Immunological and pathological outcomes of SARS-CoV-2 challenge following formalin-inactivated vaccine in ferrets and rhesus macaques
Autor/innen
- K.R. Bewley
- K. Gooch
- K.M. Thomas
- S. Longet
- N. Wiblin
- L. Hunter
- K. Chan
- P. Brown
- R. A. Russell
- C. Ho
- G. Slack
- H.E. Humphries
- L. Alden
- L. Allen
- M. Aram
- N. Baker
- E. Brunt
- R. Cobb
- S. Fotheringham
- D. Harris
- C. Kennard
- S. Leung
- K. Ryan
- H. Tolley
- N. Wand
- A. White
- L. Sibley
- C. Sarfas
- G. Pearson
- E. Rayner
- X. Xue
- T. Lambe
- S. Charlton
- S. Gilbert
- Q.J. Sattentau
- F. Gleeson
- Y. Hall
- S. Funnell
- S. Sharpe
- F.J. Salguero
- A. Gorringe
- M. Carroll
Journal
- Science Advances
Quellenangabe
- Sci Adv 7 (37): eabg7996
Zusammenfassung
There is an urgent requirement for safe and effective vaccines to prevent COVID-19. A concern for the development of new viral vaccines is the potential to induce vaccine-enhanced disease (VED).
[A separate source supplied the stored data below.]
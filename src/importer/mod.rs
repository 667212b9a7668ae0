// ==========================================
// 饼干库存管理系统 - 导入层
// ==========================================
// 职责: 外部表格数据导入,生成规范库存记录
// 支持: Excel (.xlsx/.xls), CSV
// 流程: 文件解析 → 字段映射 → 结构/域校验 → 清洗
// ==========================================

// 模块声明
pub mod cleaner;
pub mod error;
pub mod field_mapper;
pub mod file_parser;
pub mod validator;

// 重导出核心类型
pub use cleaner::{coerce_item_id, DataCleaner};
pub use error::{ImportError, ImportResult};
pub use field_mapper::{
    FieldMapper, COL_DESCRIPTION, COL_MATERIAL_NO, COL_PIECES_PER_BOX, COL_STOCK_BOXES,
    COL_STOCK_PIECES, REQUIRED_COLUMNS,
};
pub use file_parser::{CsvParser, ExcelParser, ParsedTable, UniversalFileParser};
pub use validator::TableValidator;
This was reported in several preclinical studies with both SARS-CoV-1 and MERS vaccines but has not been reported with SARS-CoV-2 vaccines. We have used ferrets and rhesus macaques challenged with SARS-CoV-2 to assess the potential for VED in animals vaccinated with formaldehyde-inactivated SARS-CoV-2 (FIV) formulated with Alhydrogel, compared to a negative control vaccine. We showed no evidence of enhanced disease in ferrets or rhesus macaques given FIV except for mild transient enhanced disease seen 7 days after infection in ferrets. This increased lung pathology was observed at day 7 but was resolved by day 15. We also demonstrate that formaldehyde treatment of SARS-CoV-2 reduces exposure of the spike receptor binding domain providing a mechanistic explanation for suboptimal immunity.